The increasing prices of prescription medications in the U.S. in recent years has had significant effects on both the federal government and patients. Medicare is one of the largest prescription drug payers in the nation, and its prescription drug benefit program, Part D, accounted for $101 billion (30%) of the total $333 billion that the U.S. spent on retail prescription drugs in 2017. Based on data from CMS’ Medicare Part D drug spending dashboard, the Kaiser Family Foundation found that list prices increased by more than 10% for 450 (14%) of all Part D covered drugs between 2018 and 2019.
For consumers, rising prices can have a negative effect on their personal health and habits. For instance, a survey by the Kaiser Family Foundation found that costs were the reason three in 10 respondents (29 percent) reported not taking their medicine as prescribed. Not taking medications as prescribed can not only this lead to poor health outcomes, particularly for vulnerable populations, but it also has deadly consequences. An estimated 125,000 deaths each year are because of medication non-adherence in the U.S.
Concerns about prescription drug prices have only increased over the past year, amid the COVID-19 pandemic.
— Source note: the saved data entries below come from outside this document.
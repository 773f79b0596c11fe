//! Cart operation errors.
//!
//! Every failure is reported through the [`Notifier`](crate::notify::Notifier)
//! at the operation boundary; [`CartError::notification`] decides which
//! message the user sees.

use rocketshoes_core::ProductId;
use thiserror::Error;

use crate::api::ApiError;
use crate::notify::Notification;
use crate::store::StoreError;

/// The mutating operations a cart supports.
#[derive(Debug, Clone, Copy, PartialEq, Eq, Hash)]
pub enum CartOperation {
    Add,
    Remove,
    UpdateAmount,
}

impl CartOperation {
    /// Generic failure message for this operation.
    #[must_use]
    pub const fn failure(self) -> Notification {
        match self {
            Self::Add => Notification::AddFailed,
            Self::Remove => Notification::RemoveFailed,
            Self::UpdateAmount => Notification::UpdateFailed,
        }
    }
}

/// Why a cart operation left the cart unchanged.
#[derive(Debug, Error)]
pub enum CartError {
    /// The requested quantity is not below available stock.
    #[error("Requested {requested} of product {product_id}, only {available} in stock")]
    StockExceeded {
        product_id: ProductId,
        requested: i64,
        available: u32,
    },

    /// Quantity must be positive.
    #[error("Invalid quantity {amount} for product {product_id}")]
    InvalidQuantity { product_id: ProductId, amount: i64 },

    /// Product is not in the cart.
    #[error("Product {0} is not in the cart")]
    NotInCart(ProductId),

    /// Catalog or stock lookup failed.
    #[error("Lookup error: {0}")]
    Lookup(#[from] ApiError),

    /// Persisting the cart failed.
    #[error("Storage error: {0}")]
    Storage(#[from] StoreError),
}

impl CartError {
    /// The message shown to the user when `operation` fails with this error.
    #[must_use]
    pub const fn notification(&self, operation: CartOperation) -> Notification {
        match self {
            Self::StockExceeded { .. } => Notification::StockExceeded,
            Self::InvalidQuantity { .. } => Notification::InvalidQuantity,
            Self::NotInCart(_) | Self::Lookup(_) | Self::Storage(_) => operation.failure(),
        }
    }

    /// Whether the user can fix this by choosing a different quantity.
    #[must_use]
    pub const fn is_user_correctable(&self) -> bool {
        matches!(
            self,
            Self::StockExceeded { .. } | Self::InvalidQuantity { .. }
        )
    }
}

/// Result type alias for `CartError`.
pub type Result<T> = std::result::Result<T, CartError>;

#[cfg(test)]
mod tests {
    use super::*;

    #[test]
    fn test_cart_error_display() {
        let err = CartError::StockExceeded {
            product_id: ProductId::new(42),
            requested: 4,
            available: 3,
        };
        assert_eq!(
            err.to_string(),
            "Requested 4 of product 42, only 3 in stock"
        );

        let err = CartError::NotInCart(ProductId::new(5));
        assert_eq!(err.to_string(), "Product 5 is not in the cart");
    }

    #[test]
    fn test_notification_mapping() {
        let stock = CartError::StockExceeded {
            product_id: ProductId::new(1),
            requested: 2,
            available: 2,
        };
        assert_eq!(
            stock.notification(CartOperation::Add),
            Notification::StockExceeded
        );
        assert_eq!(
            stock.notification(CartOperation::UpdateAmount),
            Notification::StockExceeded
        );

        let invalid = CartError::InvalidQuantity {
            product_id: ProductId::new(1),
            amount: 0,
        };
        assert_eq!(
            invalid.notification(CartOperation::UpdateAmount),
            Notification::InvalidQuantity
        );

        let lookup = CartError::Lookup(ApiError::NotFound("products/1".to_string()));
        assert_eq!(
            lookup.notification(CartOperation::Add),
            Notification::AddFailed
        );
        assert_eq!(
            lookup.notification(CartOperation::UpdateAmount),
            Notification::UpdateFailed
        );

        let missing = CartError::NotInCart(ProductId::new(1));
        assert_eq!(
            missing.notification(CartOperation::Remove),
            Notification::RemoveFailed
        );
    }

    #[test]
    fn test_user_correctable() {
        assert!(
            CartError::InvalidQuantity {
                product_id: ProductId::new(1),
                amount: -1,
            }
            .is_user_correctable()
        );
        assert!(!CartError::NotInCart(ProductId::new(1)).is_user_correctable());
    }
}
A study by Gallup found that nearly nine in 10 U.S. adults are "very" (55 percent) or "somewhat" (33 percent) concerned that the pharmaceutical industry will leverage the pandemic to raise drug prices. This sentiment is especially true for members of communities of color. For instance, 87 percent of Black Americans in an AARP survey say that they are “very” or “somewhat” concerned about being able to afford prescription medications for themselves or their family in the next few years.
Prescription drug prices is a key issue for President Joe Biden, just like his predecessor. In his first address to a joint session of Congress, Biden called for lowering prescription drug costs, noting that medications are “outrageously expensive” in the United States.
In this blog post, we take a look at the Biden administration’s early actions on prescription drug pricing, review Medicare-related drug pricing proposals from the previous administration, and preview what’s next for this important issue.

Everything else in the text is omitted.